Below are several records. Retype exactly those lines running from the one with "connection string (required)" through the one with "Applies the migrations", end lines included, and no others.

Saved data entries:
—————
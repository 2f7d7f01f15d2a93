use std::sync::Arc;
use std::time::Duration;

use anyhow::Context;
use axum::extract::FromRef;
use axum_extra::extract::cookie::Key;
use lectern_config::{
    CorsConfig, RateLimitConfig, SessionBackendKind, SessionConfig, SessionStoreConfig,
};
use lectern_session::{MemoryBackend, RedisBackend, SessionBackend, SessionManager, SessionStore};
use sqlx::PgPool;
use tracing::{info, warn};

use crate::middleware::rate_limit::Throttle;
use crate::modules::users::repository::{PgUserRepository, UserRepository};

const MEMORY_SWEEP_INTERVAL: Duration = Duration::from_secs(60);

#[derive(Clone)]
pub struct AppState {
    pub db: PgPool,
    pub users: Arc<dyn UserRepository>,
    pub sessions: SessionManager,
    pub throttle: Throttle,
    pub cors_config: CorsConfig,
}

impl std::fmt::Debug for AppState {
    fn fmt(&self, f: &mut std::fmt::Formatter<'_>) -> std::fmt::Result {
        f.debug_struct("AppState")
            .field("sessions", &self.sessions)
            .field("throttle", &self.throttle)
            .field("cors_config", &self.cors_config)
            .finish_non_exhaustive()
    }
}

/// Lets handlers take a `SignedCookieJar` extractor directly.
impl FromRef<AppState> for Key {
    fn from_ref(state: &AppState) -> Self {
        state.sessions.store().key().clone()
    }
}

impl AppState {
    pub fn new(
        db: PgPool,
        users: Arc<dyn UserRepository>,
        sessions: SessionManager,
        rate_limit_config: &RateLimitConfig,
        cors_config: CorsConfig,
    ) -> Self {
        Self {
            db,
            users,
            sessions,
            throttle: Throttle::from_config(rate_limit_config),
            cors_config,
        }
    }
}

/// Connects the configured session backend.
pub async fn connect_session_backend(
    config: &SessionStoreConfig,
) -> anyhow::Result<Arc<dyn SessionBackend>> {
    let backend: Arc<dyn SessionBackend> = match config.backend {
        SessionBackendKind::Redis => {
            let backend = RedisBackend::connect(&config.redis_url, config.timeout)
                .await
                .context("Failed to connect to the Redis session store")?;
            info!(timeout = ?config.timeout, "Redis session store connected");
            Arc::new(backend)
        }
        SessionBackendKind::Memory => {
            warn!("Using in-process session store; sessions are lost on restart");
            let backend = Arc::new(MemoryBackend::new());
            backend.spawn_sweeper(MEMORY_SWEEP_INTERVAL);
            backend
        }
    };
    Ok(backend)
}

pub async fn init_app_state(db: PgPool) -> anyhow::Result<AppState> {
    let session_config = SessionConfig::from_env().context("Invalid session configuration")?;
    let store_config =
        SessionStoreConfig::from_env().context("Invalid session store configuration")?;
    let rate_limit_config = RateLimitConfig::from_env();

    // Warm the dummy hash before the first login arrives.
    lectern_core::dummy_hash().map_err(|e| e.error)?;

    let backend = connect_session_backend(&store_config).await?;
    let store = SessionStore::new(backend, &session_config, store_config.key_prefix.clone());
    let sessions = SessionManager::new(store, session_config.user_key.clone());

    info!(
        mode = ?rate_limit_config.mode,
        tick_ms = rate_limit_config.tick.as_millis() as u64,
        burst = rate_limit_config.burst.get(),
        "Rate limiter configured"
    );

    let state = AppState::new(
        db.clone(),
        Arc::new(PgUserRepository::new(db)),
        sessions,
        &rate_limit_config,
        CorsConfig::from_env(),
    );
    state.throttle.spawn_pruner(Duration::from_secs(60));

    Ok(state)
}
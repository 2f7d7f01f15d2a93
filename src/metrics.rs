use axum::{
    Router,
    extract::{MatchedPath, Request},
    middleware::Next,
    response::Response,
    routing::get,
};
use metrics::{counter, gauge, histogram};
use metrics_exporter_prometheus::{Matcher, PrometheusBuilder, PrometheusHandle};
use std::sync::OnceLock;
use std::time::{Duration, Instant};
use tracing::error;

static OBSERVABILITY_ENABLED: OnceLock<bool> = OnceLock::new();

/// Check if observability is enabled via OBSERVABILITY_ENABLED env var
pub fn is_observability_enabled() -> bool {
    *OBSERVABILITY_ENABLED.get_or_init(|| {
        std::env::var("OBSERVABILITY_ENABLED")
            .map(|v| v.to_lowercase() != "false" && v != "0")
            .unwrap_or(true)
    })
}

/// Installs the Prometheus recorder and its upkeep task.
///
/// Returns `None` when observability is disabled or a recorder is already
/// installed.
pub fn init_metrics() -> Option<PrometheusHandle> {
    if !is_observability_enabled() {
        return None;
    }

    let builder = match PrometheusBuilder::new().set_buckets_for_metric(
        Matcher::Full("http_request_duration_seconds".to_string()),
        &[
            0.001, 0.005, 0.01, 0.025, 0.05, 0.075, 0.1, 0.25, 0.5, 0.75, 1.0, 2.5, 5.0, 7.5, 10.0,
        ],
    ) {
        Ok(builder) => builder,
        Err(e) => {
            error!(error = %e, "Failed to configure metric buckets");
            return None;
        }
    };

    let handle = match builder.install_recorder() {
        Ok(handle) => handle,
        Err(e) => {
            error!(error = %e, "Failed to install Prometheus recorder");
            return None;
        }
    };

    let upkeep_handle = handle.clone();
    tokio::spawn(async move {
        loop {
            tokio::time::sleep(Duration::from_secs(5)).await;
            upkeep_handle.run_upkeep();
        }
    });

    Some(handle)
}

/// Keeps `http_requests_active` balanced even when the request future is
/// dropped before completing.
struct ActiveRequest;

impl ActiveRequest {
    fn start() -> Self {
        gauge!("http_requests_active").increment(1.0);
        ActiveRequest
    }
}

impl Drop for ActiveRequest {
    fn drop(&mut self) {
        gauge!("http_requests_active").decrement(1.0);
    }
}

fn status_class(status: u16) -> &'static str {
    match status {
        200..=299 => "2xx",
        300..=399 => "3xx",
        400..=499 => "4xx",
        500..=599 => "5xx",
        _ => "other",
    }
}

/// Records request count, latency and status class per matched route.
pub async fn metrics_middleware(req: Request, next: Next) -> Response {
    if !is_observability_enabled() {
        return next.run(req).await;
    }

    let start = Instant::now();
    let method = req.method().as_str().to_owned();
    // Unmatched paths share one label so scanners cannot blow up cardinality.
    let route = req
        .extensions()
        .get::<MatchedPath>()
        .map(|p| p.as_str().to_owned())
        .unwrap_or_else(|| "unmatched".to_owned());

    let _active = ActiveRequest::start();
    let response = next.run(req).await;
    let status = response.status().as_u16();

    counter!(
        "http_requests_total",
        "method" => method.clone(),
        "path" => route.clone(),
        "status" => status.to_string()
    )
    .increment(1);
    histogram!("http_request_duration_seconds", "method" => method, "path" => route)
        .record(start.elapsed().as_secs_f64());
    counter!("http_requests_by_status", "status_category" => status_class(status)).increment(1);

    response
}

/// Router serving the Prometheus scrape endpoint.
pub fn metrics_app(handle: PrometheusHandle) -> Router {
    Router::new().route("/metrics", get(move || async move { handle.render() }))
}

// Business metrics helpers

pub fn track_user_registered() {
    if !is_observability_enabled() {
        return;
    }
    counter!("users_registered_total").increment(1);
}

pub fn track_login_success() {
    if !is_observability_enabled() {
        return;
    }
    counter!("user_logins_total", "status" => "success").increment(1);
}

pub fn track_login_failure(reason: &'static str) {
    if !is_observability_enabled() {
        return;
    }
    counter!("user_logins_total", "status" => "failure", "reason" => reason).increment(1);
}

pub fn track_session_created() {
    if !is_observability_enabled() {
        return;
    }
    counter!("sessions_created_total").increment(1);
}

pub fn track_session_destroyed() {
    if !is_observability_enabled() {
        return;
    }
    counter!("sessions_destroyed_total").increment(1);
}

/// `gate` is one of `authn`, `authz`, `rate_limit`.
pub fn track_gate_rejection(gate: &'static str) {
    if !is_observability_enabled() {
        return;
    }
    counter!("gate_rejections_total", "gate" => gate).increment(1);
}
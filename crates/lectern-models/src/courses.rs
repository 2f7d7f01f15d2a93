//! Course data models and DTOs.

use chrono::{DateTime, Utc};
use serde::{Deserialize, Serialize};
use sqlx::FromRow;
use utoipa::ToSchema;
use validator::Validate;

use crate::ids::{CourseId, UserId};

#[derive(Serialize, Deserialize, FromRow, Debug, Clone, PartialEq, Eq, ToSchema)]
pub struct Course {
    pub id: CourseId,
    pub name: String,
    pub description: String,
    /// Difficulty estimate from 0 to 5.
    pub estimation: i32,
    pub lesson_count: i64,
    pub owner_user_id: UserId,
    pub created_at: DateTime<Utc>,
    pub updated_at: DateTime<Utc>,
}

#[derive(Deserialize, Debug, Clone, Validate, ToSchema)]
pub struct CreateCourseDto {
    #[validate(length(min = 1, max = 35))]
    pub name: String,
    #[serde(default)]
    pub description: String,
    #[validate(range(min = 0, max = 5))]
    #[serde(default)]
    pub estimation: i32,
}

/// Fields left out keep their current value.
#[derive(Deserialize, Debug, Clone, Default, Validate, ToSchema)]
pub struct UpdateCourseDto {
    #[validate(length(min = 1, max = 35))]
    pub name: Option<String>,
    pub description: Option<String>,
    #[validate(range(min = 0, max = 5))]
    pub estimation: Option<i32>,
}

#[cfg(test)]
mod tests {
    use super::*;

    #[test]
    fn test_create_defaults() {
        let dto: CreateCourseDto = serde_json::from_str(r#"{"name": "Rust 101"}"#).unwrap();
        assert_eq!(dto.description, "");
        assert_eq!(dto.estimation, 0);
        assert!(dto.validate().is_ok());
    }

    #[test]
    fn test_estimation_range() {
        let dto: CreateCourseDto =
            serde_json::from_str(r#"{"name": "Rust 101", "estimation": 6}"#).unwrap();
        assert!(dto.validate().is_err());

        let dto = UpdateCourseDto {
            estimation: Some(-1),
            ..Default::default()
        };
        assert!(dto.validate().is_err());
    }

    #[test]
    fn test_update_skips_absent_fields() {
        let dto = UpdateCourseDto::default();
        assert!(dto.validate().is_ok());
    }
}
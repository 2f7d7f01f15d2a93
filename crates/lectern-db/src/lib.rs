//! # Lectern DB
//!
//! PostgreSQL pool initialisation and schema migrations.
//!
//! # Environment Variables
//!
//! - `DATABASE_URL`: PostgreSQL connection string (required)
//! - `DATABASE_MAX_CONNECTIONS`: pool size (default: `10`)
//!
//! # Example
//!
//! ```ignore
//! let pool = lectern_db::init_db_pool().await?;
//! lectern_db::run_migrations(&pool).await?;
//! ```

use std::env;

use sqlx::postgres::PgPoolOptions;

pub use sqlx::PgPool;

/// Connects a PostgreSQL pool using `DATABASE_URL`.
pub async fn init_db_pool() -> Result<PgPool, sqlx::Error> {
    let database_url = env::var("DATABASE_URL")
        .map_err(|_| sqlx::Error::Configuration("DATABASE_URL must be set".into()))?;
    let max_connections = env::var("DATABASE_MAX_CONNECTIONS")
        .ok()
        .and_then(|v| v.parse().ok())
        .unwrap_or(10);

    let pool = PgPoolOptions::new()
        .max_connections(max_connections)
        .connect(&database_url)
        .await?;

    tracing::info!(max_connections, "Database pool ready");
    Ok(pool)
}

/// Applies the migrations embedded from the workspace `migrations/` directory.
pub async fn run_migrations(pool: &PgPool) -> Result<(), sqlx::migrate::MigrateError> {
    sqlx::migrate!("../../migrations").run(pool).await
}
use axum::Json;
use axum::extract::{Path, Query, State};
use axum::http::StatusCode;
use lectern_core::AppError;
use lectern_models::LessonId;
use tracing::instrument;

use super::model::{CreateLessonDto, Lesson, LessonFilterParams, UpdateLessonDto};
use super::service::LessonService;
use crate::middleware::auth::Principal;
use crate::modules::auth::model::{ErrorResponse, MessageResponse};
use crate::state::AppState;
use crate::validator::ValidatedJson;

/// List lessons, optionally for one course
#[utoipa::path(
    get,
    path = "/api/lessons",
    params(LessonFilterParams),
    responses(
        (status = 200, description = "Matching lessons", body = Vec<Lesson>),
        (status = 401, description = "Not authenticated", body = ErrorResponse)
    ),
    security(("session_cookie" = [])),
    tag = "Lessons"
)]
#[instrument(skip(state))]
pub async fn get_lessons(
    State(state): State<AppState>,
    Query(filters): Query<LessonFilterParams>,
) -> Result<Json<Vec<Lesson>>, AppError> {
    let lessons = LessonService::get_lessons(&state.db, filters).await?;
    Ok(Json(lessons))
}

/// Get a lesson by id
#[utoipa::path(
    get,
    path = "/api/lessons/{id}",
    params(("id" = i64, Path, description = "Lesson id")),
    responses(
        (status = 200, description = "The lesson", body = Lesson),
        (status = 401, description = "Not authenticated", body = ErrorResponse),
        (status = 404, description = "Lesson not found", body = ErrorResponse)
    ),
    security(("session_cookie" = [])),
    tag = "Lessons"
)]
#[instrument(skip(state))]
pub async fn get_lesson(
    State(state): State<AppState>,
    Path(id): Path<LessonId>,
) -> Result<Json<Lesson>, AppError> {
    let lesson = LessonService::get_lesson(&state.db, id).await?;
    Ok(Json(lesson))
}

/// Add a lesson to a course the caller owns
#[utoipa::path(
    post,
    path = "/api/lessons",
    request_body = CreateLessonDto,
    responses(
        (status = 201, description = "Lesson created", body = Lesson),
        (status = 401, description = "Not authenticated", body = ErrorResponse),
        (status = 403, description = "TEACHER role and course ownership required", body = ErrorResponse),
        (status = 404, description = "Course not found", body = ErrorResponse),
        (status = 422, description = "Validation error", body = ErrorResponse)
    ),
    security(("session_cookie" = [])),
    tag = "Lessons"
)]
#[instrument(skip(state, principal, dto), fields(user_id = %principal.user_id()))]
pub async fn create_lesson(
    State(state): State<AppState>,
    principal: Principal,
    ValidatedJson(dto): ValidatedJson<CreateLessonDto>,
) -> Result<(StatusCode, Json<Lesson>), AppError> {
    let lesson = LessonService::create_lesson(&state.db, principal.user_id(), dto).await?;
    Ok((StatusCode::CREATED, Json(lesson)))
}

/// Update a lesson in a course the caller owns
#[utoipa::path(
    put,
    path = "/api/lessons/{id}",
    params(("id" = i64, Path, description = "Lesson id")),
    request_body = UpdateLessonDto,
    responses(
        (status = 200, description = "Lesson updated", body = Lesson),
        (status = 401, description = "Not authenticated", body = ErrorResponse),
        (status = 403, description = "TEACHER role and course ownership required", body = ErrorResponse),
        (status = 404, description = "Lesson not found", body = ErrorResponse),
        (status = 422, description = "Validation error", body = ErrorResponse)
    ),
    security(("session_cookie" = [])),
    tag = "Lessons"
)]
#[instrument(skip(state, principal, dto), fields(user_id = %principal.user_id()))]
pub async fn update_lesson(
    State(state): State<AppState>,
    principal: Principal,
    Path(id): Path<LessonId>,
    ValidatedJson(dto): ValidatedJson<UpdateLessonDto>,
) -> Result<Json<Lesson>, AppError> {
    let lesson = LessonService::update_lesson(&state.db, principal.user_id(), id, dto).await?;
    Ok(Json(lesson))
}

/// Delete a lesson from a course the caller owns
#[utoipa::path(
    delete,
    path = "/api/lessons/{id}",
    params(("id" = i64, Path, description = "Lesson id")),
    responses(
        (status = 200, description = "Lesson deleted", body = MessageResponse),
        (status = 401, description = "Not authenticated", body = ErrorResponse),
        (status = 403, description = "TEACHER role and course ownership required", body = ErrorResponse),
        (status = 404, description = "Lesson not found", body = ErrorResponse)
    ),
    security(("session_cookie" = [])),
    tag = "Lessons"
)]
#[instrument(skip(state, principal), fields(user_id = %principal.user_id()))]
pub async fn delete_lesson(
    State(state): State<AppState>,
    principal: Principal,
    Path(id): Path<LessonId>,
) -> Result<Json<MessageResponse>, AppError> {
    LessonService::delete_lesson(&state.db, principal.user_id(), id).await?;
    Ok(Json(MessageResponse::new("Lesson deleted")))
}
—————
→ TASK RESPONSE
//! - `DATABASE_URL`: PostgreSQL connection string (required)
//! - `DATABASE_MAX_CONNECTIONS`: pool size (default: `10`)
//!
//! # Example
//!
//! ```ignore
//! let pool = lectern_db::init_db_pool().await?;
//! lectern_db::run_migrations(&pool).await?;
//! ```

use std::env;

use sqlx::postgres::PgPoolOptions;

pub use sqlx::PgPool;

/// Connects a PostgreSQL pool using `DATABASE_URL`.
pub async fn init_db_pool() -> Result<PgPool, sqlx::Error> {
    let database_url = env::var("DATABASE_URL")
        .map_err(|_| sqlx::Error::Configuration("DATABASE_URL must be set".into()))?;
    let max_connections = env::var("DATABASE_MAX_CONNECTIONS")
        .ok()
        .and_then(|v| v.parse().ok())
        .unwrap_or(10);

    let pool = PgPoolOptions::new()
        .max_connections(max_connections)
        .connect(&database_url)
        .await?;

    tracing::info!(max_connections, "Database pool ready");
    Ok(pool)
}

/// Applies the migrations embedded from the workspace `migrations/` directory.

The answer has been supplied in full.